▶ _EXERCISE AIM_:
Determine how many lines in the listing that follows include "format". Answer only with that number.

****

pub mod metrics;
pub mod providers;
pub mod store;
pub mod word_store;
pub mod words;

pub use metrics::{get_metrics, init_metrics};
pub use store::{KvStore, MemoryKvStore, RedisKvStore};
pub use word_store::WordStore;
pub use words::{WordGenerator, WordsError};
//! Word generation endpoint: generate, persist, return.

use super::pipeline::Endpoint;
use crate::dtos::{GenerateWordsRequest, WordsResponse};
use crate::services::metrics::{record_generation, record_words_generated};
use crate::services::words::DEFAULT_LANGUAGE;
use crate::AppState;
use async_trait::async_trait;
use axum::http::Method;
use serde_json::Value;
use service_core::error::AppError;

pub const MISSING_FIELDS: &str = "Missing required fields: userId, age, count";
pub const INVALID_COUNT: &str = "Count must be a positive integer";

#[derive(Debug, PartialEq)]
pub struct WordsInput {
    pub user_id: String,
    pub age: String,
    pub count: u32,
    pub language: String,
}

/// `POST /api/generate-words`
pub struct GenerateWords;

#[async_trait]
impl Endpoint for GenerateWords {
    const NAME: &'static str = "generate-words";
    const METHOD: Method = Method::POST;

    type Body = GenerateWordsRequest;
    type Input = WordsInput;
    type Output = WordsResponse;

    fn validate(body: GenerateWordsRequest) -> Result<WordsInput, AppError> {
        let missing = || AppError::BadRequest(MISSING_FIELDS.to_string());

        let user_id = body.user_id.as_ref().and_then(scalar_text).ok_or_else(missing)?;
        let age = body.age.as_ref().and_then(scalar_text).ok_or_else(missing)?;
        let count = body.count.ok_or_else(missing)?;
        let count = positive_integer(&count)
            .ok_or_else(|| AppError::BadRequest(INVALID_COUNT.to_string()))?;
        let language = body
            .language
            .filter(|language| !language.trim().is_empty())
            .unwrap_or_else(|| DEFAULT_LANGUAGE.to_string());

        Ok(WordsInput {
            user_id,
            age,
            count,
            language,
        })
    }

    async fn delegate(state: &AppState, input: WordsInput) -> Result<WordsResponse, AppError> {
        let generated = state
            .words
            .generate_new_words(&input.user_id, input.count, &input.age, &input.language)
            .await;
        record_generation(Self::NAME, generated.is_ok());
        let words = generated.map_err(|e| AppError::InternalError(e.into()))?;

        state.word_store.append_words(&input.user_id, &words).await?;
        record_words_generated(words.len());

        tracing::info!(
            user_id = %input.user_id,
            count = words.len(),
            "Generated words for user"
        );

        Ok(WordsResponse {
            success: true,
            words,
        })
    }
}

/// Non-empty strings and numbers; anything else counts as absent.
fn scalar_text(value: &Value) -> Option<String> {
    match value {
        Value::String(text) if !text.trim().is_empty() => Some(text.clone()),
        Value::Number(number) => Some(number.to_string()),
        _ => None,
    }
}

/// Integral JSON numbers in `1..=u32::MAX`, including floats such as `3.0`.
fn positive_integer(value: &Value) -> Option<u32> {
    if let Some(n) = value.as_u64() {
        return u32::try_from(n).ok().filter(|n| *n > 0);
    }
    let n = value.as_f64()?;
    if n.fract() == 0.0 && n >= 1.0 && n <= f64::from(u32::MAX) {
        Some(n as u32)
    } else {
        None
    }
}

#[cfg(test)]
mod tests {
    use super::*;
    use serde_json::json;

    fn validate(body: Value) -> Result<WordsInput, String> {
        let body: GenerateWordsRequest = serde_json::from_value(body).unwrap();
        GenerateWords::validate(body).map_err(|e| e.to_string())
    }

    #[test]
    fn accepts_complete_body_and_defaults_language() {
        let input = validate(json!({ "userId": "u1", "age": 7, "count": 3 })).unwrap();
        assert_eq!(
            input,
            WordsInput {
                user_id: "u1".to_string(),
                age: "7".to_string(),
                count: 3,
                language: "English".to_string(),
            }
        );
    }

    #[test]
    fn missing_fields_are_reported_together() {
        assert_eq!(validate(json!({ "age": 7, "count": 3 })).unwrap_err(), MISSING_FIELDS);
        assert_eq!(validate(json!({ "userId": "u1", "count": 3 })).unwrap_err(), MISSING_FIELDS);
        assert_eq!(
            validate(json!({ "userId": "u1", "age": 7, "count": null })).unwrap_err(),
            MISSING_FIELDS
        );
    }

    #[test]
    fn count_must_be_a_positive_integer() {
        for count in [json!(0), json!(-2), json!(2.5), json!("3"), json!(true)] {
            assert_eq!(
                validate(json!({ "userId": "u1", "age": 7, "count": count })).unwrap_err(),
                INVALID_COUNT,
                "count {count} should be rejected"
            );
        }
    }

    #[test]
    fn integral_float_count_is_accepted() {
        let input = validate(json!({ "userId": "u1", "age": "6", "count": 4.0 })).unwrap();
        assert_eq!(input.count, 4);
    }
}
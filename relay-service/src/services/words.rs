//! Word list generation on top of the text provider and the word history.

use super::providers::{GenerationOptions, GenerationResult, TextProvider};
use super::word_store::WordStore;
use std::sync::Arc;
use thiserror::Error;

pub const DEFAULT_LANGUAGE: &str = "English";

#[derive(Debug, Error)]
pub enum WordsError {
    #[error("Failed to generate words: {0}")]
    Generation(String),

    #[error("Model reply was not a JSON array of strings: {0}")]
    Parse(#[from] serde_json::Error),

    #[error(transparent)]
    Storage(#[from] anyhow::Error),
}

#[derive(Clone)]
pub struct WordGenerator {
    provider: Arc<dyn TextProvider>,
    store: WordStore,
}

impl WordGenerator {
    pub fn new(provider: Arc<dyn TextProvider>, store: WordStore) -> Self {
        Self { provider, store }
    }

    /// Ask the model for `count` words the user has not been given before.
    ///
    /// The result is not persisted; callers append it to the history.
    pub async fn generate_new_words(
        &self,
        user_id: &str,
        count: u32,
        age: &str,
        language: &str,
    ) -> Result<Vec<String>, WordsError> {
        let previous = self.store.get_words(user_id).await?;
        let prompt = build_prompt(count, age, language, &previous);

        tracing::debug!(
            user_id = %user_id,
            count,
            excluded = previous.len(),
            "Requesting word list"
        );

        match self
            .provider
            .generate(&prompt, &GenerationOptions::default())
            .await
        {
            GenerationResult::Success(completion) => {
                Ok(serde_json::from_str(completion.text.trim())?)
            }
            GenerationResult::Failure(err) => Err(WordsError::Generation(err.to_string())),
        }
    }
}

pub fn build_prompt(count: u32, age: &str, language: &str, previous: &[String]) -> String {
    let mut prompt = format!(
        "Generate {count} unique {language} words that are appropriate for a child aged {age}."
    );

    if !previous.is_empty() {
        prompt.push_str(&format!(
            " Do not include any of these previously used words: {}.",
            previous.join(", ")
        ));
    }

    prompt.push_str(
        " Respond with only a JSON array of strings, for example [\"apple\", \"river\"], \
         and no other text.",
    );
    prompt
}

****

▶ _YOUR RESPONSE_:
2